• Aucun résultat trouvé

G. Brachypodium distachyon un modèle végétal pour les graminées

3. Processus biologiques étudiés

Brachypodium distachyon est utilisé de manière croissante pour étudier de nombreux processus biologiques de développement, d’évolution ou de réponse à des stress abiotiques / biotiques (Catalan et al., 2014). Nous nous concentrerons par la suite sur quelques exemples précis.

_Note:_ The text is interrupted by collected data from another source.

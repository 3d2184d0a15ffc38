use chrono::{DateTime, Utc};
use diesel::prelude::*;
use serde::Serialize;
use uuid::Uuid;

use crate::infra::db::postgres::schema::notifications;

#[derive(Debug, Clone, Serialize, Identifiable, Selectable, Queryable)]
#[diesel(table_name = notifications)]
pub struct NotificationEntity {
    pub id: Uuid,
    pub user_id: Uuid,
    pub payload: serde_json::Value,
    pub is_read: bool,
    pub created_at: DateTime<Utc>,
    pub updated_at: DateTime<Utc>,
}

#[derive(Debug, Clone, Insertable)]
#[diesel(table_name = notifications)]
pub struct InsertNotificationEntity {
    pub user_id: Uuid,
    pub payload: serde_json::Value,
    pub is_read: bool,
}
use anyhow::Result;
use async_trait::async_trait;
use mockall::automock;
use uuid::Uuid;

#[async_trait]
#[automock]
pub trait PaymentProviderCustomerRepository {
    async fn find_customer_ref(&self, user_id: Uuid, provider: &str) -> Result<Option<String>>;

    async fn upsert_customer_ref(
        &self,
        user_id: Uuid,
        provider: &str,
        customer_ref: &str,
    ) -> Result<()>;
}
use anyhow::Result;
use async_trait::async_trait;
use mockall::automock;

#[async_trait]
#[automock]
pub trait MediaStorageClient: Send + Sync {
    async fn upload_media(
        &self,
        object_key: &str,
        bytes: Vec<u8>,
        content_type: &str,
    ) -> Result<()>;

    async fn delete_object(&self, object_key: &str) -> Result<()>;

    /// Publicly reachable URL for a stored object key.
    fn public_url(&self, object_key: &str) -> String;
}
use std::collections::HashMap;
use std::sync::Mutex;

use tokio::sync::broadcast;
use tokio::task::JoinHandle;
use uuid::Uuid;

use crate::domain::entities::notifications::NotificationEntity;

const CHANNEL_CAPACITY: usize = 64;

#[derive(Debug, Clone)]
pub enum NotificationEvent {
    Inserted(NotificationEntity),
    /// `notification_id` of `None` means the whole inbox was affected.
    MarkedRead {
        user_id: Uuid,
        notification_id: Option<Uuid>,
    },
    Deleted {
        user_id: Uuid,
        notification_id: Option<Uuid>,
    },
}

impl NotificationEvent {
    pub fn user_id(&self) -> Uuid {
        match self {
            NotificationEvent::Inserted(notification) => notification.user_id,
            NotificationEvent::MarkedRead { user_id, .. } => *user_id,
            NotificationEvent::Deleted { user_id, .. } => *user_id,
        }
    }
}

/// Fans notification changes out to per-user subscribers. Used to push
/// inbox updates to connected clients without polling.
#[derive(Default)]
pub struct NotificationHub {
    senders: Mutex<HashMap<Uuid, broadcast::Sender<NotificationEvent>>>,
}

/// Aborts the forwarding task when dropped.
pub struct SubscriptionHandle {
    task: JoinHandle<()>,
}

impl SubscriptionHandle {
    pub fn unsubscribe(self) {
        self.task.abort();
    }
}

impl Drop for SubscriptionHandle {
    fn drop(&mut self) {
        self.task.abort();
    }
}

impl NotificationHub {
    pub fn new() -> Self {
        Self::default()
    }

    /// Delivers an event to the user's subscribers. A user with no live
    /// subscribers simply misses the event; the inbox endpoints remain the
    /// source of truth.
    pub fn publish(&self, event: NotificationEvent) {
        let user_id = event.user_id();
        let mut senders = self
            .senders
            .lock()
            .unwrap_or_else(|poisoned| poisoned.into_inner());

        if let Some(sender) = senders.get(&user_id) {
            if sender.send(event).is_err() {
                // Last receiver is gone, drop the channel.
                senders.remove(&user_id);
            }
        }
    }

    pub fn subscribe(&self, user_id: Uuid) -> broadcast::Receiver<NotificationEvent> {
        let mut senders = self
            .senders
            .lock()
            .unwrap_or_else(|poisoned| poisoned.into_inner());

        senders
            .entry(user_id)
            .or_insert_with(|| broadcast::channel(CHANNEL_CAPACITY).0)
            .subscribe()
    }

    /// Subscribes and forwards every event to `callback` on a background
    /// task. Dropping the returned handle ends the subscription.
    pub fn subscribe_with<F>(&self, user_id: Uuid, mut callback: F) -> SubscriptionHandle
    where
        F: FnMut(NotificationEvent) + Send + 'static,
    {
        let mut receiver = self.subscribe(user_id);

        let task = tokio::spawn(async move {
            loop {
                match receiver.recv().await {
                    Ok(event) => callback(event),
                    // Slow subscribers skip the missed events and keep going.
                    Err(broadcast::error::RecvError::Lagged(_)) => continue,
                    Err(broadcast::error::RecvError::Closed) => break,
                }
            }
        });

        SubscriptionHandle { task }
    }
}

#[cfg(test)]
mod tests {
    use super::*;
    use chrono::Utc;
    use serde_json::json;
    use std::sync::Arc;
    use std::sync::atomic::{AtomicUsize, Ordering};
    use tokio::time::{Duration, timeout};

    fn notification_for(user_id: Uuid) -> NotificationEntity {
        NotificationEntity {
            id: Uuid::new_v4(),
            user_id,
            payload: json!({"type": "daily_reward", "credits": 5}),
            is_read: false,
            created_at: Utc::now(),
            updated_at: Utc::now(),
        }
    }

    #[tokio::test]
    async fn delivers_events_to_subscriber() {
        let hub = NotificationHub::new();
        let user_id = Uuid::new_v4();
        let mut receiver = hub.subscribe(user_id);

        hub.publish(NotificationEvent::Inserted(notification_for(user_id)));

        let event = timeout(Duration::from_secs(1), receiver.recv())
            .await
            .expect("event should arrive")
            .expect("channel should stay open");
        assert!(matches!(event, NotificationEvent::Inserted(_)));
        assert_eq!(event.user_id(), user_id);
    }

    #[tokio::test]
    async fn does_not_cross_users() {
        let hub = NotificationHub::new();
        let subscriber = Uuid::new_v4();
        let other = Uuid::new_v4();
        let mut receiver = hub.subscribe(subscriber);

        hub.publish(NotificationEvent::Inserted(notification_for(other)));

        let result = timeout(Duration::from_millis(100), receiver.recv()).await;
        assert!(result.is_err(), "subscriber must not see another user's events");
    }

    #[tokio::test]
    async fn callback_subscription_stops_after_unsubscribe() {
        let hub = NotificationHub::new();
        let user_id = Uuid::new_v4();
        let seen = Arc::new(AtomicUsize::new(0));

        let seen_in_callback = Arc::clone(&seen);
        let handle = hub.subscribe_with(user_id, move |_| {
            seen_in_callback.fetch_add(1, Ordering::SeqCst);
        });

        hub.publish(NotificationEvent::MarkedRead {
            user_id,
            notification_id: None,
        });
        tokio::time::sleep(Duration::from_millis(50)).await;
        assert_eq!(seen.load(Ordering::SeqCst), 1);

        handle.unsubscribe();
        tokio::time::sleep(Duration::from_millis(10)).await;

        hub.publish(NotificationEvent::Deleted {
            user_id,
            notification_id: None,
        });
        tokio::time::sleep(Duration::from_millis(50)).await;
        assert_eq!(seen.load(Ordering::SeqCst), 1);
    }

    #[tokio::test]
    async fn multiple_subscribers_share_one_channel() {
        let hub = NotificationHub::new();
        let user_id = Uuid::new_v4();
        let mut first = hub.subscribe(user_id);
        let mut second = hub.subscribe(user_id);

        hub.publish(NotificationEvent::Inserted(notification_for(user_id)));

        assert!(first.recv().await.is_ok());
        assert!(second.recv().await.is_ok());
    }
}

a. La saccharification un élément majeur pour la production de bioéthanol

La saccharification consiste à transformer (généralement par hydrolyse) en sucres simples (glucose ou saccharose) les matières à base d’amidon ou de cellulose. La production de bioéthanol à partir de résidus de grandes cultures ou de plantes cultivées dans ce but comme Miscanthus, se heurte à la présence de lignine dans les parois végétales. En effet, plus la teneur en lignine dans les tissus végétaux est importante moins le rendement de l’hydrolyse de la cellulose en sucre simple est efficace (Nakagame et al., 2011). La composition monosaccharidique de la paroi primaire de B. distachyon est similaire à celle d’H. vulgare et T. aestivum (Christensen et al., 2010), cependant elle diffère de celle de ces deux espèces par son plus faible niveau de substitution d’arabinoxylane dans l’hémicellulose (Christensen et al., 2010). La mutation du gène BdCAD1 codant pour une cinnamyl alcool déshydrogénase (CAD) chez B. distachyon réduit de 20% l’activité CAD, de 20 à 26% la teneur en lignine Klason dans les tiges et augmente la saccharification de 45% en comparaison aux plantes sauvages (Bouvier d'Yvoire et al., 2013). De plus, les auteurs ont montré que la biomasse produite n’est pas différente entre les lignées mutantes pour le gène CAD1 et les plantes sauvages, ce qui rend la réduction partielle de l’activité CAD, spécifique à la formation de la lignine, une piste intéressante à explorer pour améliorer la saccharification des plantes en C3.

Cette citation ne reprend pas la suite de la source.